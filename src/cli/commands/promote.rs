//! Promote command implementation.

use crate::api::ApiClient;
use crate::cli::{Args, TerminalConsole};
use crate::config::PlatformConfig;
use crate::error::Result;
use crate::promote::{PromoteOptions, Promoter};

/// Execute promote command
pub(super) async fn execute_promote(
    args: &Args,
    version: &str,
    console: &TerminalConsole,
) -> Result<()> {
    let project_dir = args.project_dir()?;
    let config = PlatformConfig::from_env(project_dir.clone())?;
    log::debug!("Using API root {}", config.base_url);

    let client = ApiClient::new(config)?;
    let promoter = Promoter::new(&client, console, &project_dir, PromoteOptions::default());
    promoter.promote(version).await?;

    Ok(())
}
§
▶ **Problem**
Nothing but a number is expected: how many lines in the data above hold the word "TerminalConsole".

▶ **Solution to this task**
2